The Cell Cycle and Regulation

Study Notes

The cell cycle is a series of events that cause a cell to divide into two daughter cells.
In eukaryotic cells, the cell cycle is divided into interphase and the mitotic phase.
Interphase is divided into G1, S, and G2 phases.
During S phase, DNA replication occurs.
Mitotic phase consists of mitosis and cytokinesis.
Mitosis is the process of separating chromosomes into two identical sets.
Cytokinesis is the separation of all cell components.
The cell cycle is regulated by cell cycle checkpoints.
Cells can enter a quiescent state called G0.
Errors in mitosis can cause mutations that lead to cancer.
Regulation of the cell cycle is crucial for cell survival and involves detection and repair of genetic damage and prevention of uncontrolled cell division.
Cyclins and cyclin-dependent kinases (CDKs) are key regulatory molecules that determine a cell's progress through the cell cycle.
Cyclins form regulatory subunits and CDKs form catalytic subunits of an activated heterodimer.
Different cyclin-CDK combinations determine the downstream proteins targeted.
Cyclin D is the first cyclin produced in cells that enter the cell cycle in response to extracellular signals.
Cyclin D-CDK4/6 complexes mono-phosphorylate the retinoblastoma susceptibility protein (Rb) to pRb, which induces G1/S cell cycle gene expression and progression into S phase.
Hyperphosphorylated Rb dissociates from the E2F/DP1/Rb complex, activating E2F and resulting in transcription of various genes.
Cyclin E produced binds to CDK2, forming the cyclin E-CDK2 complex, which pushes the cell from G1 to S phase.
Mitotic cyclin-CDK complexes promote the initiation of mitosis by stimulating downstream proteins involved in chromosome condensation and mitotic spindle assembly.

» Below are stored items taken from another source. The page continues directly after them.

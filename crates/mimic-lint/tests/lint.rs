//! Integration tests for scenario linting.

use mimic_lint::{lint_directory, lint_file, lint_str, Format, LintOptions, Severity};
use std::fs;
use std::path::Path;

const CLEAN: &str = r#"
name: calculator
enums:
  Color: [Red, Green]
members:
  - method: add
    parameters: [int, int]
    returns: int
  - method: paint
    parameters: [Color]
    returns: Color
  - property: Name
    type: string
stubs:
  - when: "add(IsAny<int>(), 3)"
    returns: 7
  - when: "paint(Color.Red)"
    returns: Green
  - when: "Name"
    sequence: [a, b]
"#;

fn lint_yaml(text: &str) -> mimic_lint::LintResult {
    lint_str(text, Format::Yaml, Path::new("test.yaml"), &LintOptions::default())
}

#[test]
fn test_clean_scenario_has_no_issues() {
    let result = lint_yaml(CLEAN);
    assert!(result.issues.is_empty(), "unexpected issues: {:?}", result.issues);
    assert_eq!(result.files_checked, 1);
}

#[test]
fn test_invalid_yaml() {
    let result = lint_yaml("members: [\n");
    assert_eq!(result.codes(), vec!["E002"]);
}

#[test]
fn test_invalid_json() {
    let result = lint_str("{", Format::Json, Path::new("x.json"), &LintOptions::default());
    assert_eq!(result.codes(), vec!["E002"]);
    assert!(result.issues[0].message.starts_with("Invalid JSON"));
}

#[test]
fn test_missing_members() {
    let result = lint_yaml("stubs: []\n");
    assert_eq!(result.codes(), vec!["E003"]);
}

#[test]
fn test_unknown_type_and_duplicate_member() {
    let yaml = r#"
members:
  - method: add
    parameters: [int, int]
  - method: add
    parameters: [int, int]
  - method: scale
    parameters: [decimal]
stubs:
  - when: "add(1, 2)"
    default: true
"#;
    let result = lint_yaml(yaml);
    let codes = result.codes();
    assert!(codes.contains(&"W001"));
    assert!(codes.contains(&"E004"));
    let e004 = result.issues.iter().find(|i| i.code == "E004").unwrap();
    assert_eq!(e004.location.as_deref(), Some("members[2]"));
}

#[test]
fn test_stub_pattern_errors() {
    let yaml = r#"
members:
  - method: add
    parameters: [int, int]
    returns: int
stubs:
  - when: "add(1, 2"
    returns: 1
  - when: "add(1)"
    returns: 1
  - when: "add(x, 2)"
    returns: 1
  - when: "add(1, 2)"
  - when: "add(2, 2)"
    returns: 1
    default: true
"#;
    let result = lint_yaml(yaml);
    let codes = result.codes();
    assert_eq!(codes.iter().filter(|c| **c == "E005").count(), 1);
    assert_eq!(codes.iter().filter(|c| **c == "E006").count(), 2);
    assert_eq!(codes.iter().filter(|c| **c == "E007").count(), 2);
    assert!(result.fails(false));
}

#[test]
fn test_deeply_nested_pattern_is_a_parse_error() {
    let yaml = format!(
        "members:\n  - method: count\n    parameters: [list]\n    returns: int\nstubs:\n  - when: \"count({}{})\"\n    returns: 1\n",
        "[".repeat(100_000),
        "]".repeat(100_000)
    );
    let result = lint_yaml(&yaml);
    assert_eq!(result.codes(), vec!["E005", "W003"]);
    assert!(result.issues[0].message.contains("nests deeper than"));
}

#[test]
fn test_bad_return_value() {
    let yaml = r#"
enums:
  Color: [Red]
members:
  - method: pick
    returns: Color
stubs:
  - when: "pick()"
    returns: Purple
"#;
    let result = lint_yaml(yaml);
    assert_eq!(result.codes(), vec!["E008"]);
}

#[test]
fn test_values_must_fit_the_return_type() {
    let yaml = r#"
members:
  - method: count
    parameters: [int]
    returns: int
  - method: reset
stubs:
  - when: "count(1)"
    returns: "abc"
  - when: "count(2)"
    returns: 3.5
  - when: "count(3)"
    sequence: [1, null]
  - when: "reset()"
    returns: 5
"#;
    let result = lint_yaml(yaml);
    assert_eq!(result.codes(), vec!["E008", "E008", "E008", "E008"]);
    let locations: Vec<_> = result
        .issues
        .iter()
        .filter_map(|i| i.location.as_deref())
        .collect();
    assert_eq!(locations, vec!["stubs[0]", "stubs[1]", "stubs[2]", "stubs[3]"]);
}

#[test]
fn test_shadowed_and_unstubbed() {
    let yaml = r#"
members:
  - method: add
    parameters: [int, int]
    returns: int
  - method: reset
  - property: Name
    type: string
stubs:
  - when: "add(1, IsAny<int>())"
    returns: 1
  - when: "add(1, IsAny<int>())"
    returns: 2
  - when: "add(1, 2)"
    returns: 3
  - when: "Name = IsNotNull()"
    default: true
"#;
    let result = lint_yaml(yaml);
    let shadowed: Vec<_> = result.issues.iter().filter(|i| i.code == "W002").collect();
    assert_eq!(shadowed.len(), 1);
    assert_eq!(shadowed[0].location.as_deref(), Some("stubs[0]"));

    let unstubbed: Vec<_> = result.issues.iter().filter(|i| i.code == "W003").collect();
    assert_eq!(unstubbed.len(), 1);
    assert!(unstubbed[0].message.contains("reset()"));

    assert!(!result.fails(false));
    assert!(result.fails(true));
    assert!(result.issues.iter().all(|i| i.severity == Severity::Warning));
}

#[test]
fn test_no_stubs_is_info() {
    let yaml = "members:\n  - method: reset\n";
    let result = lint_yaml(yaml);
    assert_eq!(result.codes(), vec!["I001"]);
    assert!(!result.fails(true));
}

#[test]
fn test_files_and_directories() {
    let dir = tempfile::tempdir().unwrap();
    fs::write(dir.path().join("a.yaml"), CLEAN).unwrap();
    fs::write(dir.path().join("b.json"), r#"{"stubs": []}"#).unwrap();
    fs::write(dir.path().join("notes.txt"), "ignored").unwrap();

    let result = lint_directory(dir.path(), &LintOptions::default());
    assert_eq!(result.files_checked, 2);
    assert_eq!(result.codes(), vec!["E003"]);
    assert!(result.issues[0].file.ends_with("b.json"));

    let missing = lint_file(&dir.path().join("missing.yml"), &LintOptions::default());
    assert_eq!(missing.codes(), vec!["E001"]);

    let not_a_dir = lint_directory(&dir.path().join("nope"), &LintOptions::default());
    assert_eq!(not_a_dir.codes(), vec!["E001"]);
}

G1 cyclin-CDK activities primarily tune the timing rather than the commitment of cell cycle entry.
The cell cycle is regulated by cyclin-dependent kinases (CDKs) and cyclins.
CDKs are activated by binding to cyclins and phosphorylate target proteins.
The progression of the cell cycle is regulated by inhibitors such as the cip/kip and INK4a/ARF families.
Synthetic inhibitors of Cdc25 can be used as antineoplastic and anticancer agents.
Cdk4/6 inhibitors have been developed as a therapeutic target for anti-tumor effectiveness.
A semi-autonomous transcriptional network works with the CDK-cyclin machinery to regulate the cell cycle.
Cell cycle checkpoints prevent cell cycle progression until necessary phase processes are completed and DNA damage is repaired.
Checkpoints include the G1/S checkpoint, G2/M checkpoint, and metaphase checkpoint.
Mutations that allow cells to speed through checkpoints or skip them altogether can lead to cancer.
Loss of Rb can lead to primary resistance to Cdk4/6 inhibitors.
Cells can leave the cell cycle and stay in G0 until their death, removing the need for cellular checkpoints.
Checkpoint regulation plays an important role in an organism's development and sexual reproduction.
p53 plays a crucial role in triggering control mechanisms at both G1/S and G2/M checkpoints.
Fluorescence imaging of the cell cycle is possible with the fluorescent ubiquitination-based cell cycle indicator (FUCCI).
A disregulation of the cell cycle components may lead to tumor formation.
The proportion of cells in active cell division in tumors is much higher than in normal tissue.
The cells actively undergoing cell cycle are targeted in cancer therapy.
The fastest cycling mammalian cells in culture have a cycle time as short as 9 to 10 hours.
Cells are most radiosensitive in late M and G2 phases and most resistant in late S phase.
Homologous recombination is an accurate process for repairing DNA double-strand breaks.